We’re nearing the end of cold season but it’s never too late to start planning a herbal cold care kit for next time. I’ve been sick twice already and of course I was unprepared both times. I swear I’ve learned my lesson and to prove it, I’m making a list of things to gather and prepare while I’m well. It’s no good reaching for fire cider only to realize it has 4 weeks left before it’s ready and you’re sick NOW. Plus no one likes having to make remedies while sick. Hope this helps you brainstorm what belongs in your kit as well!
Elderberries are great to include in your plan of attack because they can help shorten the length of your cold. I’ve found this to be true in my experience, depending on the cause of my illness. While I was sick, I found a great recipe that involves using an electric pressure cooker like an Instant Pot to quickly make elderberry syrup. You can watch the YouTube video here. Be sure to add the honey after the syrup cools so you don’t lose any of the medicinal benefits!
These salves are amazing at clearing up breathing and providing some relief. Store-bought decongestant salve is often made with petroleum and artificial ingredients and I prefer to use more natural ingredients for healing. Eucalyptus, mint, camphor, and thyme are popular herbs to use for this kind of salve but follow your intuition if you think another herb would support your blend. Here’s one example of a good recipe from Frugally Sustainable.
Fire Cider is super popular for good reason. Garlic, onion, hot peppers, and apple cider vinegar all have strong immune boosting properties on their own but when combined, they’re a powerhouse! This is another recipe where you can have lots of variations depending on what else you feel could be beneficial, like this example from the Chestnut School of Herbal Medicine that has turmeric, hibiscus, pomegranate, and orange. For more information about all the benefits and a more traditional Fire Cider recipe, check out this post from the Herbal Academy.
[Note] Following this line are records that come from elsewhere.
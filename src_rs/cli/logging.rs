// 목적:
// - tracing 구독자를 초기화한다.
//
// 설명:
// - RUST_LOG가 있으면 우선하고, 없으면 설정된 레벨을 쓴다.
// - 표준 출력은 검색 결과 전용이므로 로그는 stderr로 보낸다.

use tracing_subscriber::EnvFilter;

use crate::core::errors::{CoreError, CoreResult};

pub fn init_tracing(level: &str) -> CoreResult<()> {
    let filter = match EnvFilter::try_from_default_env() {
        Ok(filter) => filter,
        Err(_) => EnvFilter::try_new(level).map_err(|error| {
            CoreError::InvalidConfig(format!("log_level 해석 실패: {}, error={}", level, error))
        })?,
    };

    tracing_subscriber::fmt()
        .with_env_filter(filter)
        .with_writer(std::io::stderr)
        .with_target(false)
        .try_init()
        .map_err(|error| CoreError::InvalidConfig(format!("로그 초기화 실패: {}", error)))
}
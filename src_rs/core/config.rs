// 목적:
// - 실행 설정(JSON)을 정의하고 적재한다.
//
// 설명:
// - 모든 필드는 생략 가능하며 기본값을 가진다.
// - CLI 인자는 설정 파일 값을 덮어쓴다.
//
// 참조:
// - src_rs/cli/args.rs

use serde::{Deserialize, Serialize};
use std::fs;
use std::path::{Path, PathBuf};

use crate::core::errors::{CoreError, CoreResult};

pub const DEFAULT_DATA_PATH: &str = "data.txt";
pub const DEFAULT_LOG_LEVEL: &str = "info";
pub const DEFAULT_EXIT_SENTINEL: &str = "0";

#[derive(Debug, Clone, PartialEq, Serialize, Deserialize)]
#[serde(default)]
pub struct CitySearchConfig {
    pub data_path: PathBuf,
    pub log_level: String,
    pub exit_sentinel: String,
}

impl Default for CitySearchConfig {
    fn default() -> Self {
        Self {
            data_path: PathBuf::from(DEFAULT_DATA_PATH),
            log_level: DEFAULT_LOG_LEVEL.to_string(),
            exit_sentinel: DEFAULT_EXIT_SENTINEL.to_string(),
        }
    }
}

impl CitySearchConfig {
    /// JSON 설정 파일을 읽고 검증한다.
    pub fn load(path: &Path) -> CoreResult<Self> {
        let raw = fs::read_to_string(path).map_err(|error| {
            CoreError::Io(format!(
                "설정 파일 읽기 실패: path={}, error={}",
                path.display(),
                error
            ))
        })?;
        Self::from_json(&raw)
    }

    pub fn from_json(raw: &str) -> CoreResult<Self> {
        let config: Self = serde_json::from_str(raw).map_err(|error| {
            CoreError::Serialization(format!("설정 JSON 파싱에 실패했습니다: {}", error))
        })?;
        config.validate()?;
        Ok(config)
    }

    pub fn validate(&self) -> CoreResult<()> {
        if self.data_path.as_os_str().is_empty() {
            return Err(CoreError::InvalidConfig(
                "data_path는 비어 있을 수 없습니다".to_string(),
            ));
        }

        if self.log_level.trim().is_empty() {
            return Err(CoreError::InvalidConfig(
                "log_level은 비어 있을 수 없습니다".to_string(),
            ));
        }

        if self.exit_sentinel.is_empty() {
            return Err(CoreError::InvalidConfig(
                "exit_sentinel은 비어 있을 수 없습니다".to_string(),
            ));
        }

        Ok(())
    }
}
Cough drops are essential for coughing but can also be useful for coating the throat. I like this method from LearningHerbs because the cough drops will last a long time and stay hard so you can prepare them ahead of time. As always, change up the herbs if you’d like to target sore throats more.
The type of tea will you want to have on hand will depend on your symptoms. I like to have a blend for sore throats (licorice and marshmallow), a blend for coughing (mullein), and a blend for immunity boosting (Echinacea) on hand. When I’m in a pinch, I use Traditional Medicinals organic blends because they’re readily available. If you want to make your own, Mother Earth News has some suggestions for blends.
Oregano Oil is well-known for its antimicrobial properties, making it a valuable ally for colds and infections. It’s also easy to find it at health stores so this is great if you don’t feel up to making anything. I personally hate the taste of Oregano Oil so I buy some blended with mint. Be sure to dilute it in water! I didn’t know this my first few times. This also serves as a good warning to research anything you try just in case you’ve learned some misinformation along the way. For more information about beneficial properties and other ways to use it, check out this article on Mercola.
If you want to increase your Vitamin C levels while you’re sick, try including a Vitamin C supplement and foods that are high in Vitamin C like broccoli, red peppers, strawberries, oranges, and kale. Making a soothing kale soup or a smoothie with oranges in them like this Immune Booster Orange Smoothie from Minimalist Baker would be a great way to incorporate more Vitamin C into your diet. I try to make a big batch of soup when I feel a cold coming on.